(Brief): Scan the lines below; pull out those with "useless".

(Extracted entries):
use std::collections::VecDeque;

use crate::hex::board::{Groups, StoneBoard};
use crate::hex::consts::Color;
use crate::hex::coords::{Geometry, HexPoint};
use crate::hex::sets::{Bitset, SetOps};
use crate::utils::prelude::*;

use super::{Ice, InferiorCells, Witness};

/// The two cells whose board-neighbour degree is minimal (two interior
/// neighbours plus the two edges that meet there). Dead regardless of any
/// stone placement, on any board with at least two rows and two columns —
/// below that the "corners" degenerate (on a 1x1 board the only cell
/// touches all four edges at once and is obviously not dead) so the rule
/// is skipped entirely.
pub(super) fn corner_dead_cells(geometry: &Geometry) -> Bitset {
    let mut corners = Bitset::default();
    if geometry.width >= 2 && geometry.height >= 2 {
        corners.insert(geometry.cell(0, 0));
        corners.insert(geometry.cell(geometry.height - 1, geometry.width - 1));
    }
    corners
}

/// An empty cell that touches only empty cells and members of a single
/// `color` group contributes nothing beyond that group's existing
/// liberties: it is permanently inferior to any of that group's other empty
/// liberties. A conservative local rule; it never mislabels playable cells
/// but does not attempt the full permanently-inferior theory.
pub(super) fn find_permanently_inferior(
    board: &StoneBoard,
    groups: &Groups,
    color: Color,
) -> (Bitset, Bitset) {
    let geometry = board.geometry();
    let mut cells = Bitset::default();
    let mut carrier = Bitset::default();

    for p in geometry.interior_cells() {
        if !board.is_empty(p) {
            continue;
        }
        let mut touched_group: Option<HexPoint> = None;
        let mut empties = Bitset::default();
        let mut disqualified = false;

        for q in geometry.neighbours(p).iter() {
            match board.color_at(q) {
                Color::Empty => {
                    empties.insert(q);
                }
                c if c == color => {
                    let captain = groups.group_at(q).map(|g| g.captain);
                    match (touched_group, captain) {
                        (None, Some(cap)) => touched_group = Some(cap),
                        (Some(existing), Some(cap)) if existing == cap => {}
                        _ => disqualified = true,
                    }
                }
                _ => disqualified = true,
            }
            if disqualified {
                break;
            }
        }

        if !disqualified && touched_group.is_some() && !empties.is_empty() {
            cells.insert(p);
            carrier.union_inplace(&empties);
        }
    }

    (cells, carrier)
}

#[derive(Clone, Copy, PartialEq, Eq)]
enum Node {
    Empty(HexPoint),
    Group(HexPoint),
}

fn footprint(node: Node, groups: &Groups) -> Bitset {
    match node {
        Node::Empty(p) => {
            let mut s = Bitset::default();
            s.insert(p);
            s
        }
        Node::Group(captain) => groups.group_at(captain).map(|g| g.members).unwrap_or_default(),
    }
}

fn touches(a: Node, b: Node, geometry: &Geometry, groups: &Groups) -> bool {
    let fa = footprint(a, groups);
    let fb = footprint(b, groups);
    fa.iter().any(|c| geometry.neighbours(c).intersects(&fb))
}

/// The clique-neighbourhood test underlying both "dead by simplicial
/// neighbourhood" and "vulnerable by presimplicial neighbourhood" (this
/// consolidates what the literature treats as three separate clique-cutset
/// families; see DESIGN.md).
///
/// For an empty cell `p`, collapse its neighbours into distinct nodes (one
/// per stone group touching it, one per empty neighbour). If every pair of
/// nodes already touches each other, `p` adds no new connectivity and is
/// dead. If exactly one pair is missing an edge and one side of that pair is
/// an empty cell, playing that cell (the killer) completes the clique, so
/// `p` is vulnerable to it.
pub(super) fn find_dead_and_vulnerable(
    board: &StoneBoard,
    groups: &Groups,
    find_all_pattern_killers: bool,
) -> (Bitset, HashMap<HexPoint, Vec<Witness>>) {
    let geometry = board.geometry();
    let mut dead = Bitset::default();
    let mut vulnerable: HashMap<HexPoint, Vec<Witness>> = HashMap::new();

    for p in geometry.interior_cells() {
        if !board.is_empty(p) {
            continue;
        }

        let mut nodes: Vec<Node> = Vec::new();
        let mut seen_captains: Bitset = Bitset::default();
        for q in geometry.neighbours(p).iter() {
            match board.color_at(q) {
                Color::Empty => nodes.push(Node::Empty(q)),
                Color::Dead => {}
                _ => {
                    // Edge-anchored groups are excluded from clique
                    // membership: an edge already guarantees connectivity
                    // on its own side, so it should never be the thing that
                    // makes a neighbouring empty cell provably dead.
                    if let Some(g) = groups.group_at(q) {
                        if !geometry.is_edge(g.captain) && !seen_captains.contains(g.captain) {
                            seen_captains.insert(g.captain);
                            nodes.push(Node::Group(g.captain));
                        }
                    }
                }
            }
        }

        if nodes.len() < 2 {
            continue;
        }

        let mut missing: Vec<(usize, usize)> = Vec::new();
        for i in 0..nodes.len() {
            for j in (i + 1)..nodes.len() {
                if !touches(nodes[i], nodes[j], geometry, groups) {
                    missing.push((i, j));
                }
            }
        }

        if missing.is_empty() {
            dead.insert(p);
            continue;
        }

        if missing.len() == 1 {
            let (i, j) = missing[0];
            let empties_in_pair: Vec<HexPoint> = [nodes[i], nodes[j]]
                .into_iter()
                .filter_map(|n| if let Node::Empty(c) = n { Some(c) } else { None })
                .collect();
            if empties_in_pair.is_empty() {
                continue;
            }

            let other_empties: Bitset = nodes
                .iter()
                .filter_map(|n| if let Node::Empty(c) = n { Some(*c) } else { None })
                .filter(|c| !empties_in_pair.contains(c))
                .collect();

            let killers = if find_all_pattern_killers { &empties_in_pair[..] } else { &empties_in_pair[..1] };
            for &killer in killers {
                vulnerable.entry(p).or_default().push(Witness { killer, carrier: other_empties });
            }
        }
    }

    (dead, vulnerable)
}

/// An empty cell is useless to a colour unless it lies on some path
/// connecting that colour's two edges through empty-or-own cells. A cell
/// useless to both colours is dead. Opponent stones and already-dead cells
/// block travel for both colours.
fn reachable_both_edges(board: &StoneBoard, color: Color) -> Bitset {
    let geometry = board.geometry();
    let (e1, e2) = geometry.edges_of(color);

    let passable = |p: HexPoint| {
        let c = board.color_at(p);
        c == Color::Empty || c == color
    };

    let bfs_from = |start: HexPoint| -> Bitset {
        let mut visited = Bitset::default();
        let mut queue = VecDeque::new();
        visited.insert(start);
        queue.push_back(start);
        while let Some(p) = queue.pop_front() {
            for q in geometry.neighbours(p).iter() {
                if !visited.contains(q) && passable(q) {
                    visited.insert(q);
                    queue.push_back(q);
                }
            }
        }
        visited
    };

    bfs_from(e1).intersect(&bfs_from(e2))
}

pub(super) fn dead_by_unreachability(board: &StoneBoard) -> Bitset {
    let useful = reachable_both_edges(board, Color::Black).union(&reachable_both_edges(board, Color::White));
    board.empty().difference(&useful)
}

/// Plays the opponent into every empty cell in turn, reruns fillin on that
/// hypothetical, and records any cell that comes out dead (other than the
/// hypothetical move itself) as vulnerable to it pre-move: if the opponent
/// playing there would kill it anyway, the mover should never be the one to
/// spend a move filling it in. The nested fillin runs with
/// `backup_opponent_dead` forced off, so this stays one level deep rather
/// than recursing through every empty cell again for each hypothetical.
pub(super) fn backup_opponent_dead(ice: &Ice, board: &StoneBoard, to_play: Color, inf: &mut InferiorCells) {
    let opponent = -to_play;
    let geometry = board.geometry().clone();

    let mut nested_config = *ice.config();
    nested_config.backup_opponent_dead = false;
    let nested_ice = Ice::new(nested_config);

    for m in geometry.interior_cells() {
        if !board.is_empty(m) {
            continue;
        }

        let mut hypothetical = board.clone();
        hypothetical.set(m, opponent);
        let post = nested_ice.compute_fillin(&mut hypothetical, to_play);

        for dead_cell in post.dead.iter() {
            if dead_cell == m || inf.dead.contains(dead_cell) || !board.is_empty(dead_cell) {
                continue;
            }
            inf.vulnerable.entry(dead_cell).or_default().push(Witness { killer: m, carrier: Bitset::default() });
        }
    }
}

(Exercise result):
/// An empty cell is useless to a colour unless it lies on some path
/// useless to both colours is dead. Opponent stones and already-dead cells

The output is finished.